There are big changes coming to the way you buy or sell a home.

These changes stem from a series of lawsuits intended to make the home buying process more transparent.

The changes take effect August 17th.

An agent working with a buyer will have to work out an agreement before the prospective buyer and real estate agent look at a property together.

KSHB 41 News staff

Home in Kansas City area

“When a real estate agent says, ‘Hey, starting August 17th, you have to sign this agreement,’ they’re telling you the truth,” said Holden Lewis with NerdWallet.

You may be familiar with the standard five to six percent commission rate you’d have to pay in the past.

It’s split between buyer’s and seller’s agents and is often baked into the total cost of the home.

The changes mean there’s now an extra layer of negotiation that could change that standardized fee.

“It’s gonna specify how much you’re gonna pay that agent,” Lewis said.

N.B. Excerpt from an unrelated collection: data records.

use chrono::{DateTime, Datelike, Duration, NaiveDate, Timelike, Utc, Weekday};
use chrono_tz::US::Eastern;
use trading_core::MarketClosedReason;

/// US equity market calendar (NYSE/Nasdaq holidays, America/New_York time).
#[derive(Debug, Clone, Copy, Default)]
pub struct MarketCalendar {
    session_hours_only: bool,
}

impl MarketCalendar {
    pub fn new() -> Self {
        Self::default()
    }

    /// Also treat times outside 09:30-16:00 ET as closed.
    pub fn with_session_hours(mut self, enabled: bool) -> Self {
        self.session_hours_only = enabled;
        self
    }

    /// `Ok(())` when the market trades at `at`, otherwise why it does not.
    pub fn check(&self, at: DateTime<Utc>) -> Result<(), MarketClosedReason> {
        let local = at.with_timezone(&Eastern);
        let date = local.date_naive();

        if matches!(date.weekday(), Weekday::Sat | Weekday::Sun) {
            return Err(MarketClosedReason::Weekend);
        }
        if let Some(name) = holiday_on(date) {
            return Err(MarketClosedReason::Holiday(name));
        }

        if self.session_hours_only {
            let minutes = local.hour() * 60 + local.minute();
            let regular_open = 9 * 60 + 30;
            let regular_close = 16 * 60;
            if minutes < regular_open || minutes >= regular_close {
                return Err(MarketClosedReason::OutsideSession);
            }
        }

        Ok(())
    }

    pub fn is_open(&self, at: DateTime<Utc>) -> bool {
        self.check(at).is_ok()
    }
}

/// Name of the market holiday observed on `date`, if any.
pub fn holiday_on(date: NaiveDate) -> Option<&'static str> {
    holidays(date.year())
        .into_iter()
        .find(|(day, _)| *day == date)
        .map(|(_, name)| name)
}

/// The ten full-day market holidays for `year`, on their observed dates.
pub fn holidays(year: i32) -> Vec<(NaiveDate, &'static str)> {
    let candidates: [(Option<NaiveDate>, &'static str); 10] = [
        // Not moved back to Friday Dec 31 when Jan 1 is a Saturday
        (new_years_observed(year), "New Year's Day"),
        (nth_weekday(year, 1, Weekday::Mon, 3), "Martin Luther King Jr. Day"),
        (nth_weekday(year, 2, Weekday::Mon, 3), "Presidents' Day"),
        (easter_sunday(year).map(|d| d - Duration::days(2)), "Good Friday"),
        (last_weekday(year, 5, Weekday::Mon), "Memorial Day"),
        (fixed_observed(year, 6, 19), "Juneteenth"),
        (fixed_observed(year, 7, 4), "Independence Day"),
        (nth_weekday(year, 9, Weekday::Mon, 1), "Labor Day"),
        (nth_weekday(year, 11, Weekday::Thu, 4), "Thanksgiving Day"),
        (fixed_observed(year, 12, 25), "Christmas Day"),
    ];

    candidates
        .into_iter()
        .filter_map(|(date, name)| date.map(|d| (d, name)))
        .collect()
}

/// Gregorian Easter Sunday (anonymous Gregorian algorithm).
pub fn easter_sunday(year: i32) -> Option<NaiveDate> {
    let a = year % 19;
    let b = year / 100;
    let c = year % 100;
    let d = b / 4;
    let e = b % 4;
    let f = (b + 8) / 25;
    let g = (b - f + 1) / 3;
    let h = (19 * a + b - d - g + 15) % 30;
    let i = c / 4;
    let k = c % 4;
    let l = (32 + 2 * e + 2 * i - h - k) % 7;
    let m = (a + 11 * h + 22 * l) / 451;
    let month = (h + l - 7 * m + 114) / 31;
    let day = (h + l - 7 * m + 114) % 31 + 1;
    NaiveDate::from_ymd_opt(year, month as u32, day as u32)
}

fn nth_weekday(year: i32, month: u32, weekday: Weekday, n: u32) -> Option<NaiveDate> {
    NaiveDate::from_weekday_of_month_opt(year, month, weekday, n as u8)
}

fn last_weekday(year: i32, month: u32, weekday: Weekday) -> Option<NaiveDate> {
    let first_of_next = if month == 12 {
        NaiveDate::from_ymd_opt(year + 1, 1, 1)?
    } else {
        NaiveDate::from_ymd_opt(year, month + 1, 1)?
    };
    let mut day = first_of_next.pred_opt()?;
    while day.weekday() != weekday {
        day = day.pred_opt()?;
    }
    Some(day)
}

/// Saturday holidays move to Friday, Sunday holidays to Monday.
fn fixed_observed(year: i32, month: u32, day: u32) -> Option<NaiveDate> {
    let date = NaiveDate::from_ymd_opt(year, month, day)?;
    match date.weekday() {
        Weekday::Sat => date.pred_opt(),
        Weekday::Sun => date.succ_opt(),
        _ => Some(date),
    }
}

fn new_years_observed(year: i32) -> Option<NaiveDate> {
    let date = NaiveDate::from_ymd_opt(year, 1, 1)?;
    match date.weekday() {
        Weekday::Sat => None,
        Weekday::Sun => date.succ_opt(),
        _ => Some(date),
    }
}

#[cfg(test)]
mod tests {
    use super::*;
    use chrono::TimeZone;

    fn date(y: i32, m: u32, d: u32) -> NaiveDate {
        NaiveDate::from_ymd_opt(y, m, d).unwrap()
    }

    fn utc(y: i32, m: u32, d: u32, h: u32, min: u32) -> DateTime<Utc> {
        Utc.with_ymd_and_hms(y, m, d, h, min, 0).unwrap()
    }

    #[test]
    fn ten_holidays_every_year() {
        assert_eq!(holidays(2024).len(), 10);
        assert_eq!(holidays(2025).len(), 10);
        // New Year's Day 2022 fell on a Saturday and is not observed
        assert_eq!(holidays(2022).len(), 9);
    }

    #[test]
    fn good_friday_follows_easter() {
        assert_eq!(easter_sunday(2024), Some(date(2024, 3, 31)));
        assert_eq!(holiday_on(date(2024, 3, 29)), Some("Good Friday"));
        assert_eq!(holiday_on(date(2025, 4, 18)), Some("Good Friday"));
        assert_eq!(holiday_on(date(2026, 4, 3)), Some("Good Friday"));
    }

    #[test]
    fn computed_monday_and_thursday_holidays() {
        assert_eq!(holiday_on(date(2024, 1, 15)), Some("Martin Luther King Jr. Day"));
        assert_eq!(holiday_on(date(2024, 2, 19)), Some("Presidents' Day"));
        assert_eq!(holiday_on(date(2024, 5, 27)), Some("Memorial Day"));
        assert_eq!(holiday_on(date(2024, 9, 2)), Some("Labor Day"));
        assert_eq!(holiday_on(date(2024, 11, 28)), Some("Thanksgiving Day"));
    }

    #[test]
    fn fixed_holidays_use_observed_day() {
        assert_eq!(holiday_on(date(2026, 7, 3)), Some("Independence Day"));
        assert_eq!(holiday_on(date(2022, 6, 20)), Some("Juneteenth"));
        assert_eq!(holiday_on(date(2022, 12, 26)), Some("Christmas Day"));
        assert_eq!(holiday_on(date(2021, 12, 31)), None);
        assert_eq!(holiday_on(date(2024, 12, 25)), Some("Christmas Day"));
    }

    #[test]
    fn weekends_are_closed() {
        let cal = MarketCalendar::new();
        assert_eq!(cal.check(utc(2024, 3, 9, 15, 0)), Err(MarketClosedReason::Weekend));
        assert_eq!(cal.check(utc(2024, 3, 10, 15, 0)), Err(MarketClosedReason::Weekend));
        assert!(cal.is_open(utc(2024, 3, 5, 15, 0)));
    }

    #[test]
    fn holidays_are_closed() {
        let cal = MarketCalendar::new();
        assert_eq!(
            cal.check(utc(2024, 7, 4, 15, 0)),
            Err(MarketClosedReason::Holiday("Independence Day"))
        );
    }

    #[test]
    fn date_is_taken_in_new_york() {
        // 02:00 UTC Saturday is still Friday evening in New York
        let cal = MarketCalendar::new();
        assert!(cal.is_open(utc(2024, 3, 9, 2, 0)));
    }

    #[test]
    fn session_hours_are_optional() {
        // 13:00 UTC = 09:00 EDT (after the March DST change)
        let early = utc(2024, 3, 12, 13, 0);
        assert!(MarketCalendar::new().is_open(early));
        assert_eq!(
            MarketCalendar::new().with_session_hours(true).check(early),
            Err(MarketClosedReason::OutsideSession)
        );
        assert!(MarketCalendar::new()
            .with_session_hours(true)
            .is_open(utc(2024, 3, 12, 14, 30)));
    }
}
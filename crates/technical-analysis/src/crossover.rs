//! Trend predicates over EMA sequences.
//!
//! Every sequence is oldest first. Sequences of different lengths (EMA-5 is
//! longer than EMA-8 for the same closes) are aligned on their newest
//! element.

/// Bars a crossover must hold before it counts.
pub const DEFAULT_CONFIRMATION_BARS: usize = 3;

/// Bullish alignment: fast above mid above slow. Ties are not a trend.
pub fn is_uptrend(ema5: f64, ema8: f64, ema22: f64) -> bool {
    ema5 > ema8 && ema8 > ema22
}

/// `fast` crossed above `slow` and stayed there for the last three bars.
pub fn is_confirmed_crossover(fast: &[f64], slow: &[f64]) -> bool {
    confirmed_above(fast, slow, DEFAULT_CONFIRMATION_BARS)
}

/// Three-series form: EMA-5 over EMA-8 must be a confirmed crossover, and
/// EMA-8 over EMA-22 must follow the same pattern whenever EMA-22 has
/// enough history to judge.
pub fn is_confirmed_crossover_with_trend(ema5: &[f64], ema8: &[f64], ema22: &[f64]) -> bool {
    confirmed_crossover_with_trend(ema5, ema8, ema22, DEFAULT_CONFIRMATION_BARS)
}

pub fn confirmed_crossover_with_trend(
    ema5: &[f64],
    ema8: &[f64],
    ema22: &[f64],
    bars: usize,
) -> bool {
    if !confirmed_above(ema5, ema8, bars) {
        return false;
    }
    if ema8.len() < bars || ema22.len() < bars {
        // Not enough slow history: that half of the check is skipped.
        return true;
    }
    confirmed_above(ema8, ema22, bars)
}

/// `fast > slow` on each of the last `bars` aligned pairs, and, when one
/// more pair exists before them, `fast <= slow` on that pair.
///
/// With exactly `bars` pairs of history the prior bar cannot be checked and
/// the window alone decides.
pub fn confirmed_above(fast: &[f64], slow: &[f64], bars: usize) -> bool {
    if bars == 0 || fast.len() < bars || slow.len() < bars {
        return false;
    }

    let pairs = fast.len().min(slow.len());
    let fast = &fast[fast.len() - pairs..];
    let slow = &slow[slow.len() - pairs..];

    let window_start = pairs - bars;
    let held = fast[window_start..]
        .iter()
        .zip(&slow[window_start..])
        .all(|(f, s)| f > s);
    if !held {
        return false;
    }

    match window_start.checked_sub(1) {
        Some(prior) => fast[prior] <= slow[prior],
        None => true,
    }
}
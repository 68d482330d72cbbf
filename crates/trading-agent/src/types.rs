use chrono::{DateTime, Utc};
use serde::{Deserialize, Serialize};
use std::fmt;
use std::str::FromStr;

/// Lifecycle of a position.
///
/// `pending -> open -> closed_profit | closed_loss`, `pending -> cancelled`,
/// and any non-terminal state `-> error`.
#[derive(Debug, Clone, Copy, PartialEq, Eq, Hash, Serialize, Deserialize)]
#[serde(rename_all = "snake_case")]
pub enum PositionStatus {
    Pending,
    Open,
    ClosedProfit,
    ClosedLoss,
    Cancelled,
    Error,
}

impl PositionStatus {
    pub fn as_str(&self) -> &'static str {
        match self {
            PositionStatus::Pending => "pending",
            PositionStatus::Open => "open",
            PositionStatus::ClosedProfit => "closed_profit",
            PositionStatus::ClosedLoss => "closed_loss",
            PositionStatus::Cancelled => "cancelled",
            PositionStatus::Error => "error",
        }
    }

    /// Counts against the one-active-position-per-(user, symbol) rule.
    pub fn is_active(&self) -> bool {
        matches!(self, PositionStatus::Pending | PositionStatus::Open)
    }

    pub fn can_transition_to(&self, next: PositionStatus) -> bool {
        use PositionStatus::*;
        matches!(
            (self, next),
            (Pending, Open)
                | (Pending, Cancelled)
                | (Open, ClosedProfit)
                | (Open, ClosedLoss)
                | (Pending, Error)
                | (Open, Error)
        )
    }
}

impl fmt::Display for PositionStatus {
    fn fmt(&self, f: &mut fmt::Formatter<'_>) -> fmt::Result {
        f.write_str(self.as_str())
    }
}

impl FromStr for PositionStatus {
    type Err = String;

    fn from_str(s: &str) -> Result<Self, Self::Err> {
        match s {
            "pending" => Ok(PositionStatus::Pending),
            "open" => Ok(PositionStatus::Open),
            "closed_profit" => Ok(PositionStatus::ClosedProfit),
            "closed_loss" => Ok(PositionStatus::ClosedLoss),
            "cancelled" => Ok(PositionStatus::Cancelled),
            "error" => Ok(PositionStatus::Error),
            other => Err(format!("unknown position status '{}'", other)),
        }
    }
}

#[derive(Debug, Clone, Copy, PartialEq, Eq, Serialize, Deserialize)]
#[serde(rename_all = "snake_case")]
pub enum ExitReason {
    TakeProfit,
    StopLoss,
    Manual,
}

impl ExitReason {
    pub fn as_str(&self) -> &'static str {
        match self {
            ExitReason::TakeProfit => "take_profit",
            ExitReason::StopLoss => "stop_loss",
            ExitReason::Manual => "manual",
        }
    }
}

impl FromStr for ExitReason {
    type Err = String;

    fn from_str(s: &str) -> Result<Self, Self::Err> {
        match s {
            "take_profit" => Ok(ExitReason::TakeProfit),
            "stop_loss" => Ok(ExitReason::StopLoss),
            "manual" => Ok(ExitReason::Manual),
            other => Err(format!("unknown exit reason '{}'", other)),
        }
    }
}

#[derive(Debug, Clone, Copy, PartialEq, Eq, Serialize, Deserialize)]
#[serde(rename_all = "lowercase")]
pub enum SignalType {
    Buy,
    Sell,
}

impl SignalType {
    pub fn as_str(&self) -> &'static str {
        match self {
            SignalType::Buy => "buy",
            SignalType::Sell => "sell",
        }
    }
}

#[derive(Debug, Clone, Serialize, Deserialize)]
pub struct Position {
    pub id: i64,
    pub user_id: i64,
    pub symbol: String,
    /// Notional dollars committed at entry
    pub amount: f64,
    pub entry_price: f64,
    pub current_price: Option<f64>,
    pub take_profit: f64,
    pub stop_loss: f64,
    pub status: PositionStatus,
    pub exit_price: Option<f64>,
    pub exit_reason: Option<ExitReason>,
    pub entry_time: DateTime<Utc>,
    pub exit_time: Option<DateTime<Utc>>,
    pub profit_loss: Option<f64>,
    pub primary_order_id: Option<String>,
    pub take_profit_order_id: Option<String>,
    pub stop_loss_order_id: Option<String>,
    pub fill_qty: Option<f64>,
    pub fill_notional: Option<f64>,
    pub last_checked_at: Option<DateTime<Utc>>,
}

/// Everything needed to insert a position row.
#[derive(Debug, Clone)]
pub struct NewPosition {
    pub user_id: i64,
    pub symbol: String,
    pub amount: f64,
    pub entry_price: f64,
    pub take_profit: f64,
    pub stop_loss: f64,
    pub status: PositionStatus,
    pub entry_time: DateTime<Utc>,
    pub primary_order_id: Option<String>,
    pub fill_qty: Option<f64>,
    pub fill_notional: Option<f64>,
}

/// Result of closing a position: exit fields computed from entry and exit.
#[derive(Debug, Clone, Copy, PartialEq)]
pub struct ExitFill {
    pub exit_price: f64,
    pub status: PositionStatus,
    pub profit_loss: f64,
}

impl ExitFill {
    /// `closed_profit` only when the exit beats the entry; P&L is scaled by
    /// the number of shares the notional amount bought.
    pub fn compute(entry_price: f64, amount: f64, exit_price: f64) -> Self {
        let status = if exit_price > entry_price {
            PositionStatus::ClosedProfit
        } else {
            PositionStatus::ClosedLoss
        };
        let profit_loss = if entry_price > 0.0 {
            (exit_price - entry_price) * (amount / entry_price)
        } else {
            0.0
        };
        Self {
            exit_price,
            status,
            profit_loss,
        }
    }
}

#[derive(Debug, Clone, PartialEq, Serialize, Deserialize)]
pub struct EmaReading {
    pub symbol: String,
    pub period: i64,
    pub value: f64,
    pub timestamp: DateTime<Utc>,
}

#[derive(Debug, Clone, Serialize, Deserialize)]
pub struct TradingSignal {
    pub id: Option<i64>,
    pub user_id: i64,
    pub symbol: String,
    pub signal_type: SignalType,
    pub price: f64,
    pub ema5: f64,
    pub ema8: f64,
    pub ema22: f64,
    pub timestamp: DateTime<Utc>,
}

#[derive(Debug, Clone, Serialize, Deserialize)]
pub struct UnfilledOrderAlert {
    pub id: i64,
    pub position_id: i64,
    pub order_id: String,
    pub user_id: i64,
    pub symbol: String,
    /// Seconds the order had been unfilled when the alert was raised
    pub timeout_duration: i64,
    pub created_at: DateTime<Utc>,
}

/// Advisory per-symbol run control. Last write wins.
#[derive(Debug, Clone, Serialize, Deserialize)]
pub struct BotState {
    pub symbol: String,
    pub running: bool,
    pub last_run_at: Option<DateTime<Utc>>,
    pub error_message: Option<String>,
}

Realtors like Kathleen Spiking with the Rob Ellerman Team say it might change how contracts are written and how they’re paid.

KSHB 41 News staff

Kathleen Spiking

“They’re training us on what’s going on, what’s does this look like, how does it appear in a contract,” Spiking said.

But since she’s always been upfront with costs, it won’t change the day-to-day.

“Personally, for me, it doesn’t affect the way that I run my business,” she said. “I still have communication up front with all of my clients, whether they’re buyers or sellers, and I think maybe for people it would be further and more thorough communication at the beginning and during the process of buying a home,” she said.